After 10 days of painstaking deliberations, a jury late Saturday found three teen-agers guilty of raping and assaulting a Central Park jogger in a case that added the terrifying word wilding to the national vocabulary of violence.
The jury of 10 men and two women found Yusef Salaam and Antron McCray, both 16, and Raymond Santana, 15, guilty of rape and assault on the investment banker as she jogged in the park in April, 1989.
They also convicted the teen-agers of robbing and assaulting a male jogger and assaulting a second man who was jogging in Central Park. However, the jurors, after heated arguments, did not find the defendants guilty of attempted murder or of sodomy.
In the seventh-floor courtroom of the state Supreme Court in Lower Manhattan, McCray burst into tears as the verdict was read. His shoulders shook with sobs. One of the jurors also started crying. After the verdict was complete, someone began to sing “We Shall Overcome,” and acting State Supreme Court Judge Thomas B. Galligan cleared the courtroom.
All of the defendants, who face up to 10 years in prison when they are sentenced as juveniles on Sept. 11, were remanded to jail.
Some observers had expected a quick verdict in the case, which began when a gang of up to 50 black and Latino teen-agers raced through Central Park attacking people at will. Two of the defendants had made videotaped confessions, and a third had made a partial confession.
But the jury carefully reviewed the evidence in minute detail, studying the videotaped confessions up to half a dozen times. The jury set up a huge map of Central Park in the room where deliberations took place, seeking to match testimony with geography.
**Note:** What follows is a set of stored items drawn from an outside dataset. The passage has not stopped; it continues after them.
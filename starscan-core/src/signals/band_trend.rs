//! Band-trend: price hugging a rising moving average.
//!
//! Over the trailing `window_days` days the close must stay within `band` of
//! the MA on all but `max_outside` days, the MA must be non-decreasing on at
//! least `min_up_days` day-over-day steps, and the MA must rise by at least
//! `min_rise_pct` from the first to the last day. MA windows are tried in
//! configured order; the first that passes is reported.

use super::{fixed, Detector, SignalConfigError, SignalRow};
use crate::domain::{PriceField, Series};
use crate::indicators::rolling_mean;
use serde::{Deserialize, Serialize};

/// Parse a comma-separated MA window list.
///
/// Blank and non-integer entries are ignored, as are windows of 0 or 1.
pub fn parse_ma_list(raw: &str) -> Vec<usize> {
    raw.split(',')
        .map(str::trim)
        .filter(|part| !part.is_empty())
        .filter_map(|part| part.parse::<i64>().ok())
        .filter(|n| *n > 1)
        .filter_map(|n| usize::try_from(n).ok())
        .collect()
}

#[derive(Debug, Clone, PartialEq, Serialize, Deserialize)]
#[serde(default)]
pub struct BandTrendConfig {
    pub window_days: usize,
    pub ma_list: Vec<usize>,
    /// Max relative distance `|close - ma| / ma` for a day to count as inside.
    pub band: f64,
    pub max_outside: usize,
    /// Defaults to `max(1, window_days - 4)` when unset.
    pub min_up_days: Option<usize>,
    pub min_rise_pct: f64,
}

impl Default for BandTrendConfig {
    fn default() -> Self {
        Self {
            window_days: 10,
            ma_list: vec![20, 30],
            band: 0.02,
            max_outside: 2,
            min_up_days: None,
            min_rise_pct: 0.0,
        }
    }
}

impl BandTrendConfig {
    pub fn effective_min_up_days(&self) -> usize {
        self.min_up_days
            .unwrap_or_else(|| self.window_days.saturating_sub(4).max(1))
    }

    pub fn validate(&self) -> Result<(), SignalConfigError> {
        if self.window_days == 0 {
            return Err(SignalConfigError::InvalidWindow {
                detector: "band_trend",
                value: self.window_days,
                min: 1,
            });
        }
        if self.ma_list.is_empty() {
            return Err(SignalConfigError::EmptyMaList {
                detector: "band_trend",
            });
        }
        if let Some(&bad) = self.ma_list.iter().find(|w| **w <= 1) {
            return Err(SignalConfigError::InvalidMaWindow {
                detector: "band_trend",
                value: bad,
            });
        }
        Ok(())
    }
}

/// Evidence for one MA window that satisfied every condition.
#[derive(Debug, Clone, PartialEq)]
pub struct BandHit {
    pub ma_window: usize,
    pub window_days: usize,
    pub band: f64,
    pub max_outside: usize,
    pub min_up_days: usize,
    pub min_rise_pct: f64,
    pub up_days: usize,
    pub rise_pct: f64,
    pub start_date: String,
    pub end_date: String,
    pub last_close: f64,
    pub last_ma: f64,
}

impl SignalRow for BandHit {
    fn columns() -> &'static [&'static str] {
        &[
            "ma_window",
            "window_days",
            "band",
            "max_outside",
            "min_up_days",
            "min_rise_pct",
            "up_days",
            "rise_pct",
            "start_date",
            "end_date",
            "last_close",
            "last_ma",
        ]
    }

    fn values(&self) -> Vec<String> {
        vec![
            self.ma_window.to_string(),
            self.window_days.to_string(),
            fixed(self.band, 4),
            self.max_outside.to_string(),
            self.min_up_days.to_string(),
            fixed(self.min_rise_pct, 6),
            self.up_days.to_string(),
            fixed(self.rise_pct, 6),
            self.start_date.clone(),
            self.end_date.clone(),
            fixed(self.last_close, 4),
            fixed(self.last_ma, 4),
        ]
    }
}

#[derive(Debug, Clone)]
pub struct BandTrend {
    config: BandTrendConfig,
    min_up_days: usize,
}

impl BandTrend {
    pub fn new(config: BandTrendConfig) -> Result<Self, SignalConfigError> {
        config.validate()?;
        let min_up_days = config.effective_min_up_days();
        Ok(Self {
            config,
            min_up_days,
        })
    }

    pub fn config(&self) -> &BandTrendConfig {
        &self.config
    }

    /// Evaluate one MA window over the trailing window.
    fn check(&self, series: &Series, closes: &[f64], ma_window: usize) -> Option<BandHit> {
        let cfg = &self.config;
        let total = closes.len();
        if total < cfg.window_days {
            return None;
        }
        let start = total - cfg.window_days;
        let ma = rolling_mean(closes, ma_window);

        let start_ma = ma[start].filter(|v| *v > 0.0)?;
        let end_ma = ma[total - 1]?;

        let mut outside = 0;
        for idx in start..total {
            let day_ma = ma[idx].filter(|v| *v > 0.0)?;
            if (closes[idx] - day_ma).abs() / day_ma > cfg.band {
                outside += 1;
                if outside > cfg.max_outside {
                    return None;
                }
            }
        }

        // Every MA in the window is defined past this point.
        let up_days = ma[start..total]
            .windows(2)
            .filter(|pair| matches!(pair, [Some(prev), Some(cur)] if cur >= prev))
            .count();
        if up_days < self.min_up_days {
            return None;
        }

        let rise_pct = (end_ma - start_ma) / start_ma;
        if rise_pct < cfg.min_rise_pct {
            return None;
        }

        Some(BandHit {
            ma_window,
            window_days: cfg.window_days,
            band: cfg.band,
            max_outside: cfg.max_outside,
            min_up_days: self.min_up_days,
            min_rise_pct: cfg.min_rise_pct,
            up_days,
            rise_pct,
            start_date: series.label(start).to_string(),
            end_date: series.label(total - 1).to_string(),
            last_close: closes[total - 1],
            last_ma: end_ma,
        })
    }
}

impl Detector for BandTrend {
    type Hit = BandHit;

    fn name(&self) -> &str {
        "band_trend"
    }

    fn price_field(&self) -> PriceField {
        PriceField::Close
    }

    fn detect(&self, series: &Series) -> Option<BandHit> {
        let closes = series.values(PriceField::Close)?;
        self.config
            .ma_list
            .iter()
            .find_map(|&ma_window| self.check(series, &closes, ma_window))
    }
}
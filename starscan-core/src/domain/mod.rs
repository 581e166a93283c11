//! Domain types for StarScan

pub mod instrument;
pub mod series;
pub mod trade_date;

pub use instrument::{Instrument, DEFAULT_MARKET, IDENTITY_FIELDS};
pub use series::{Observation, PriceField, Series};
pub use trade_date::TradeDate;
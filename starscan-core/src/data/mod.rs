//! Data layer: remote providers, kline field naming, series parsing, the
//! incremental merge engine and the CSV store.

pub mod eastmoney;
pub mod fields;
pub mod merge;
pub mod parser;
pub mod provider;
pub mod store;

pub use eastmoney::{EastmoneyConfig, EastmoneyProvider};
pub use fields::{KlineSchema, LogicalField};
pub use merge::{
    recency_floor, FetchRequest, MergeEngine, MergeOutcome, PersistedState, SkipReason, WriteMode,
    WritePlan,
};
pub use parser::{RecordSet, SeriesError, SeriesParser};
pub use provider::{DataError, DataProvider, KlinePayload, UniverseProvider};
pub use store::SeriesStore;
//! Indicators computed over a series' price column.
//!
//! Every detector derives its moving averages from here; values are aligned
//! with the input and `None` where the window is not yet full.

pub mod sma;

pub use sma::rolling_mean;

/// Assert two f64 values are approximately equal (within epsilon).
#[cfg(test)]
pub fn assert_approx(actual: f64, expected: f64, epsilon: f64) {
    assert!(
        (actual - expected).abs() < epsilon,
        "assert_approx failed: actual={actual}, expected={expected}, diff={}, epsilon={epsilon}",
        (actual - expected).abs()
    );
}

/// Default epsilon for indicator tests.
#[cfg(test)]
pub const DEFAULT_EPSILON: f64 = 1e-10;
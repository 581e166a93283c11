//! Simple Moving Average (SMA).
//!
//! Rolling mean over a lookback window, maintained as a running sum.
//! The first defined value sits at index `window - 1`.

/// Trailing mean of `values` over `window` days.
///
/// Output has the input's length; index `i` is `None` while fewer than
/// `window` values are available (everywhere when `values.len() < window`,
/// and everywhere for a zero window).
pub fn rolling_mean(values: &[f64], window: usize) -> Vec<Option<f64>> {
    let n = values.len();
    let mut result = vec![None; n];
    if window == 0 || n < window {
        return result;
    }

    let mut sum: f64 = values[..window].iter().sum();
    let w = window as f64;
    result[window - 1] = Some(sum / w);

    for i in window..n {
        sum += values[i] - values[i - window];
        result[i] = Some(sum / w);
    }

    result
}
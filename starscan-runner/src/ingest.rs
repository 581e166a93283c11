//! Incremental ingest: bring every instrument's persisted series up to date.
//!
//! Instruments are processed one at a time. For each one the persisted state
//! is loaded, the fetch window is narrowed to what is missing, the fetched
//! klines are reconciled by the merge engine, and the result is written.
//! A failure on one instrument is recorded and the loop moves on.

use crate::config::FetchConfig;
use chrono::NaiveDate;
use starscan_core::data::{
    recency_floor, DataError, DataProvider, FetchRequest, KlineSchema, MergeEngine, MergeOutcome,
    PersistedState, SeriesStore, SkipReason, UniverseProvider,
};
use starscan_core::domain::{Instrument, TradeDate};
use std::time::Duration;

/// Resolved per-run ingest parameters.
#[derive(Debug, Clone)]
pub struct IngestOptions {
    pub schema: KlineSchema,
    pub begin: TradeDate,
    pub end: TradeDate,
    pub overwrite: bool,
    pub recency_floor: Option<TradeDate>,
    /// Pause between instruments.
    pub sleep: Duration,
}

impl IngestOptions {
    pub fn from_config(fetch: &FetchConfig, today: NaiveDate) -> Self {
        Self {
            schema: fetch.schema(),
            begin: fetch.begin,
            end: fetch.end,
            overwrite: fetch.overwrite,
            recency_floor: recency_floor(today, fetch.recent_days),
            sleep: fetch.sleep(),
        }
    }

    fn request(&self) -> FetchRequest {
        FetchRequest {
            begin: self.begin,
            end: self.end,
            overwrite: self.overwrite,
            recency_floor: self.recency_floor,
        }
    }
}

/// What happened to one instrument.
#[derive(Debug, Clone, PartialEq)]
pub enum InstrumentOutcome {
    Written {
        rows: usize,
        /// Computed fields the persisted header lacked.
        missing_fields: Vec<String>,
    },
    Skipped(SkipReason),
    Failed(String),
}

/// Per-instrument progress callbacks.
pub trait UpdateProgress {
    fn on_start(&self, code: &str, index: usize, total: usize);

    fn on_complete(&self, code: &str, index: usize, total: usize, outcome: &InstrumentOutcome);

    fn on_batch_complete(&self, summary: &IngestSummary);
}

/// Prints one line per skipped or failed instrument and a final tally.
pub struct StdoutProgress;

impl UpdateProgress for StdoutProgress {
    fn on_start(&self, _code: &str, _index: usize, _total: usize) {}

    fn on_complete(&self, code: &str, index: usize, total: usize, outcome: &InstrumentOutcome) {
        match outcome {
            InstrumentOutcome::Written { rows, .. } => {
                println!("[{}/{total}] {code}: {rows} rows", index + 1);
            }
            InstrumentOutcome::Skipped(reason) => {
                println!("[{}/{total}] skip {code}: {reason}", index + 1);
            }
            InstrumentOutcome::Failed(err) => {
                println!("[{}/{total}] FAILED {code}: {err}", index + 1);
            }
        }
    }

    fn on_batch_complete(&self, summary: &IngestSummary) {
        println!(
            "updated {} symbols ({} rows), skipped {}, failed {}",
            summary.written,
            summary.rows,
            summary.skipped,
            summary.failed.len()
        );
    }
}

/// Totals for one ingest run.
#[derive(Debug, Clone, Default, PartialEq)]
pub struct IngestSummary {
    pub total: usize,
    pub written: usize,
    pub skipped: usize,
    pub rows: usize,
    /// `(code, error)` for instruments whose write failed.
    pub failed: Vec<(String, String)>,
}

impl IngestSummary {
    pub fn all_succeeded(&self) -> bool {
        self.failed.is_empty()
    }

    fn record(&mut self, code: &str, outcome: &InstrumentOutcome) {
        match outcome {
            InstrumentOutcome::Written { rows, .. } => {
                self.written += 1;
                self.rows += rows;
            }
            InstrumentOutcome::Skipped(_) => self.skipped += 1,
            InstrumentOutcome::Failed(err) => self.failed.push((code.to_string(), err.clone())),
        }
    }
}

/// Instruments to update: the explicit code list when given, otherwise the
/// remote listing (which is also persisted to `stock_basic.csv`).
pub fn resolve_universe(
    codes: &[String],
    universe: &dyn UniverseProvider,
    store: &SeriesStore,
    max_stocks: Option<usize>,
    updated_at: &str,
) -> Result<Vec<Instrument>, DataError> {
    let explicit: Vec<Instrument> = codes
        .iter()
        .flat_map(|raw| Instrument::parse_code_list(raw))
        .collect();
    if !explicit.is_empty() {
        return Ok(explicit);
    }

    let instruments = universe.list_instruments(max_stocks)?;
    store.write_universe(&instruments, updated_at)?;
    tracing::info!(count = instruments.len(), "fetched instrument universe");
    Ok(instruments)
}

/// Persisted state as the merge engine may use it.
///
/// Overwrite ignores the file entirely; a schema without a date field keeps
/// the persisted header but cannot deduplicate.
fn persisted_state(
    store: &SeriesStore,
    code: &str,
    opts: &IngestOptions,
) -> Result<PersistedState, DataError> {
    if opts.overwrite {
        return Ok(PersistedState::absent());
    }
    let mut state = store.load_state(code)?;
    if opts.schema.date_field().is_none() {
        state.dates.clear();
        state.latest = None;
    }
    Ok(state)
}

/// Update a single instrument.
pub fn update_instrument(
    provider: &dyn DataProvider,
    store: &SeriesStore,
    instrument: &Instrument,
    opts: &IngestOptions,
) -> InstrumentOutcome {
    let code = instrument.code.as_str();
    let state = match persisted_state(store, code, opts) {
        Ok(state) => state,
        Err(e) => return InstrumentOutcome::Failed(e.to_string()),
    };

    let begin = opts.request().effective_begin(&state);
    let payload = match provider.fetch_klines(instrument, begin, opts.end) {
        Ok(payload) => payload,
        Err(e) => {
            tracing::warn!(code, provider = provider.name(), "fetch failed: {e}");
            None
        }
    };

    let engine = MergeEngine::new(&opts.schema, opts.overwrite);
    match engine.reconcile(instrument, payload.as_ref(), &state) {
        MergeOutcome::Skip(reason) => {
            tracing::info!(code, "skip: {reason}");
            InstrumentOutcome::Skipped(reason)
        }
        MergeOutcome::Write(plan) => match store.apply(code, &plan) {
            Ok(rows) => {
                tracing::debug!(code, rows, dropped = ?plan.dropped, "wrote rows");
                InstrumentOutcome::Written {
                    rows,
                    missing_fields: plan.missing_fields,
                }
            }
            Err(e) => InstrumentOutcome::Failed(e.to_string()),
        },
    }
}

/// Update every instrument in order, sleeping between them.
///
/// Only a store that cannot be laid out aborts the run.
pub fn run_update(
    provider: &dyn DataProvider,
    store: &SeriesStore,
    instruments: &[Instrument],
    opts: &IngestOptions,
    progress: Option<&dyn UpdateProgress>,
) -> Result<IngestSummary, DataError> {
    store.ensure_layout()?;

    let total = instruments.len();
    let mut summary = IngestSummary {
        total,
        ..IngestSummary::default()
    };

    for (i, instrument) in instruments.iter().enumerate() {
        let code = instrument.code.as_str();
        if let Some(p) = progress {
            p.on_start(code, i, total);
        }

        let outcome = update_instrument(provider, store, instrument, opts);
        summary.record(code, &outcome);
        if let Some(p) = progress {
            p.on_complete(code, i, total, &outcome);
        }

        if i + 1 < total && !opts.sleep.is_zero() {
            std::thread::sleep(opts.sleep);
        }
    }

    tracing::info!(
        provider = provider.name(),
        written = summary.written,
        skipped = summary.skipped,
        failed = summary.failed.len(),
        rows = summary.rows,
        "ingest finished"
    );
    if let Some(p) = progress {
        p.on_batch_complete(&summary);
    }
    Ok(summary)
}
“Coming as it does after 10 days of deliberation, this verdict presents the considered judgment of 12 citizens who scrupulously reviewed the evidence and searched for the truth,” said Manhattan Dist. Atty. Robert M. Morgenthau. “Justice has been done.”
“From the beginning I have insisted that this was not a racial case,” the district attorney added. “This city is ill-served by those who have sought to exploit it to divide the races and advance their own private agendas.”
A small group of black activists, including the controversial Rev. Al Sharpton, had demonstrated daily outside the courthouse, claiming the youths were being railroaded because they were black and the victim was white.
The strain of the long deliberations was evident on the faces of the jurors, family members, reporters, defense attorneys and the prosecutor, Elizabeth Lederer, who had systematically presented evidence in the case--and who often was jeered by the pickets outside the court.
“I don’t think this was a racial case,” Lederer said after the verdict. “It troubles me that the city was so divided. I think the verdict was a just verdict.”
When the jury’s verdict of not guilty of attempted murder was first read in the courtroom, smiles filled the faces of family members of the defendants. But as the proclamations of guilt followed, their expressions soon turned to gloom.
The jury included blacks, whites, Latinos and Asians.
On the night of the attack on the jogger, April 19, 1989, a group of up to 50 Harlem teen-agers went on what they called a wilding expedition, running through Central Park and assaulting nine people.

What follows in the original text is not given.